What the task requires » Output the data word for word. Begin at its first line and end at the line with "exiftool config declaring".

Input material »

- - - - - - -

use anyhow::{Context, Result, bail};
use std::io::Write;
use std::path::{Path, PathBuf};
use std::process::{Command, Stdio};

use crate::export::TranslatedFrame;

/// Tags exiftool has no built-in writable definition for. They go into the
/// user-defined `XMP-efd` namespace declared by [`EXIFTOOL_CONFIG`].
pub const CUSTOM_TAGS: &[&str] = &[
    "FlashMode",
    "ShootingMode",
    "AFMode",
    "FilmAdvanceMode",
    "MultipleExposure",
    "FlashExposureComp",
    "FocusPoints",
    "FrameNumber",
    "BatteryLoadedDate",
    "FilmLoadedDate",
];

/// Tags whose exported values are already raw EXIF numbers (APEX value,
/// flash bitfield). exiftool must store them without print conversion.
pub const RAW_VALUE_TAGS: &[&str] = &["MaxApertureValue", "Flash"];

/// exiftool config declaring the `XMP-efd` namespace.
pub const EXIFTOOL_CONFIG: &str = r#"%Image::ExifTool::UserDefined = (
    'Image::ExifTool::XMP::Main' => {
        efd => {
            SubDirectory => {
                TagTable => 'Image::ExifTool::UserDefined::efd',
            },
        },
    },
);

%Image::ExifTool::UserDefined::efd = (
    GROUPS => { 0 => 'XMP', 1 => 'XMP-efd', 2 => 'Camera' },
    NAMESPACE => { 'efd' => 'http://ns.efd-exif.org/efd/1.0/' },
    WRITABLE => 'string',
    FlashMode => { },
    ShootingMode => { },
    AFMode => { },
    FilmAdvanceMode => { },
    MultipleExposure => { },
    FlashExposureComp => { },
    FocusPoints => { },
    FrameNumber => { },
    BatteryLoadedDate => { },
    FilmLoadedDate => { },
);

1;
"#;

/// Something that can embed translated tags into an image file.
///
/// A failed write leaves the target in an unknown state; callers do not retry.
pub trait MetadataWriter {
    /// Display name (e.g. "exiftool").
    fn name(&self) -> &str;
    /// Write every tag in `tags` into `target`.
    fn write(&self, target: &Path, tags: &TranslatedFrame) -> Result<()>;
}

/// Qualified exiftool tag name for an exported tag.
fn exiftool_tag(tag: &str) -> String {
    if CUSTOM_TAGS.contains(&tag) {
        format!("XMP-efd:{tag}")
    } else {
        tag.to_string()
    }
}

/// Build the exiftool argument file: one argument per line.
///
/// Tags in [`RAW_VALUE_TAGS`] are written as `-TAG#=VALUE`. Values cannot
/// contain line breaks in an argument file, so they are
/// flattened to spaces.
pub fn exiftool_args(target: &Path, tags: &TranslatedFrame, extra_args: &[String]) -> Vec<String> {
    let mut args = vec!["-overwrite_original".to_string()];
    args.extend(extra_args.iter().cloned());
    for (tag, value) in tags.iter() {
        let value = value.replace(['\r', '\n'], " ");
        let raw = if RAW_VALUE_TAGS.contains(&tag) { "#" } else { "" };
        args.push(format!("-{}{raw}={value}", exiftool_tag(tag)));
    }
    args.push(target.display().to_string());
    args
}

/// Writes metadata by running exiftool.
///
/// The argument list is streamed into the child's stdin (`-@ -`) from a
/// background thread while this thread waits for the child to finish.
#[derive(Debug, Clone)]
pub struct ExifToolWriter {
    executable: PathBuf,
    extra_args: Vec<String>,
}

impl ExifToolWriter {
    pub fn new(executable: impl Into<PathBuf>, extra_args: Vec<String>) -> Self {
        Self {
            executable: executable.into(),
            extra_args,
        }
    }

    pub fn executable(&self) -> &Path {
        &self.executable
    }
}

impl MetadataWriter for ExifToolWriter {
    fn name(&self) -> &str {
        "exiftool"
    }

    fn write(&self, target: &Path, tags: &TranslatedFrame) -> Result<()> {
        let mut config = tempfile::Builder::new()
            .prefix("efd-exif-")
            .suffix(".config")
            .tempfile()
            .context("Failed to create exiftool config file")?;
        config
            .write_all(EXIFTOOL_CONFIG.as_bytes())
            .context("Failed to write exiftool config file")?;

        let argfile = exiftool_args(target, tags, &self.extra_args).join("\n") + "\n";

        let mut child = Command::new(&self.executable)
            .arg("-config")
            .arg(config.path())
            .args(["-@", "-"])
            .stdin(Stdio::piped())
            .stdout(Stdio::piped())
            .stderr(Stdio::piped())
            .spawn()
            .with_context(|| format!("Failed to start {}", self.executable.display()))?;

        let mut stdin = child.stdin.take().context("exiftool stdin unavailable")?;
        let feeder = std::thread::spawn(move || stdin.write_all(argfile.as_bytes()));

        let output = child
            .wait_with_output()
            .context("Failed to wait for exiftool")?;
        match feeder.join() {
            Ok(Ok(())) => {}
            Ok(Err(e)) => log::debug!("exiftool closed stdin early: {e}"),
            Err(_) => bail!("exiftool argument writer panicked"),
        }

        let stdout = String::from_utf8_lossy(&output.stdout);
        if !stdout.trim().is_empty() {
            log::debug!("exiftool: {}", stdout.trim());
        }
        if !output.status.success() {
            let stderr = String::from_utf8_lossy(&output.stderr);
            bail!(
                "exiftool failed for {} ({}): {}",
                target.display(),
                output.status,
                stderr.trim()
            );
        }

        Ok(())
    }
}

#[cfg(test)]
mod tests {
    use super::*;
    use crate::efd::FramePayload;
    use crate::export::assemble;

    fn sample_tags() -> TranslatedFrame {
        let mut p = FramePayload::new(4);
        p.u8(0x02C, 11).remarks(b"two\nlines");
        assemble(&p.decode(), true).unwrap()
    }

    #[test]
    fn args_start_with_overwrite_and_end_with_target() {
        let args = exiftool_args(Path::new("/scans/img_0004.jpg"), &sample_tags(), &[]);
        assert_eq!(args.first().map(String::as_str), Some("-overwrite_original"));
        assert_eq!(args.last().map(String::as_str), Some("/scans/img_0004.jpg"));
    }

    #[test]
    fn custom_tags_use_xmp_namespace() {
        let args = exiftool_args(Path::new("a.jpg"), &sample_tags(), &[]);
        assert!(args.contains(&"-FNumber=2.8".to_string()));
        assert!(args.contains(&"-XMP-efd:FlashMode=TTL autoflash".to_string()));
        assert!(args.contains(&"-XMP-efd:FrameNumber=4".to_string()));
    }

    #[test]
    fn values_are_flattened_to_one_line() {
        let args = exiftool_args(Path::new("a.jpg"), &sample_tags(), &[]);
        assert!(args.contains(&"-description=two lines".to_string()));
    }

    #[test]
    fn extra_args_follow_overwrite_flag() {
        let extra = vec!["-P".to_string()];
        let args = exiftool_args(Path::new("a.jpg"), &sample_tags(), &extra);
        assert_eq!(args[1], "-P");
    }

    #[test]
    fn config_declares_every_custom_tag() {
        for tag in CUSTOM_TAGS {
            assert!(EXIFTOOL_CONFIG.contains(&format!("{tag} => {{ }}")), "{tag}");
        }
    }

    #[test]
    fn missing_executable_is_an_error() {
        let writer = ExifToolWriter::new("/nonexistent/exiftool", Vec::new());
        let err = writer.write(Path::new("a.jpg"), &sample_tags()).unwrap_err();
        assert!(err.to_string().contains("Failed to start"));
    }

    #[test]
    fn raw_numeric_tags_skip_print_conversion() {
        let args = exiftool_args(Path::new("a.jpg"), &sample_tags(), &[]);
        assert!(args.contains(&"-MaxApertureValue#=1.0".to_string()));
        assert!(args.contains(&"-Flash#=25".to_string()));
        assert!(!args.iter().any(|a| a.starts_with("-Flash=")));
        // Display-text tags keep print conversion
        assert!(args.contains(&"-ExposureTime=1/250".to_string()));
    }

    #[cfg(unix)]
    mod fake_exiftool {
        use super::*;
        use std::os::unix::fs::PermissionsExt;
        use tempfile::TempDir;

        fn install(dir: &Path, body: &str) -> PathBuf {
            let path = dir.join("exiftool");
            std::fs::write(&path, format!("#!/bin/sh\n{body}\n")).unwrap();
            std::fs::set_permissions(&path, std::fs::Permissions::from_mode(0o755)).unwrap();
            path
        }

        #[test]
        fn streams_argfile_and_config() {
            let dir = TempDir::new().unwrap();
            let exe = install(
                dir.path(),
                r#"d=$(dirname "$0")
[ "$1" = "-config" ] || exit 3
cp "$2" "$d/config.pl"
[ "$3 $4" = "-@ -" ] || exit 4
cat > "$d/args.txt"
echo "    1 image files updated""#,
            );
            let extra = vec!["-P".to_string()];
            let writer = ExifToolWriter::new(&exe, extra.clone());
            let target = dir.path().join("scan_04.jpg");
            let tags = sample_tags();

            writer.write(&target, &tags).unwrap();

            let argfile = std::fs::read_to_string(dir.path().join("args.txt")).unwrap();
            assert_eq!(argfile, exiftool_args(&target, &tags, &extra).join("\n") + "\n");
            let config = std::fs::read_to_string(dir.path().join("config.pl")).unwrap();
            assert_eq!(config, EXIFTOOL_CONFIG);
        }

        #[test]
        fn non_zero_exit_reports_stderr() {
            let dir = TempDir::new().unwrap();
            let exe = install(
                dir.path(),
                r#"cat > /dev/null
echo "Error: File not found - scan_04.jpg" >&2
exit 1"#,
            );
            let writer = ExifToolWriter::new(&exe, Vec::new());
            let err = writer
                .write(&dir.path().join("scan_04.jpg"), &sample_tags())
                .unwrap_err();
            let msg = err.to_string();
            assert!(msg.contains("exiftool failed"), "{msg}");
            assert!(msg.contains("File not found - scan_04.jpg"), "{msg}");
        }
    }
}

- - - - - - -

Exercise solution »
use anyhow::{Context, Result, bail};
use std::io::Write;
use std::path::{Path, PathBuf};
use std::process::{Command, Stdio};

use crate::export::TranslatedFrame;

/// Tags exiftool has no built-in writable definition for. They go into the
/// user-defined `XMP-efd` namespace declared by [`EXIFTOOL_CONFIG`].
pub const CUSTOM_TAGS: &[&str] = &[
    "FlashMode",
    "ShootingMode",
    "AFMode",
    "FilmAdvanceMode",
    "MultipleExposure",
    "FlashExposureComp",
    "FocusPoints",
    "FrameNumber",
    "BatteryLoadedDate",
    "FilmLoadedDate",
];

/// Tags whose exported values are already raw EXIF numbers (APEX value,
/// flash bitfield). exiftool must store them without print conversion.
pub const RAW_VALUE_TAGS: &[&str] = &["MaxApertureValue", "Flash"];

/// exiftool config declaring the `XMP-efd` namespace.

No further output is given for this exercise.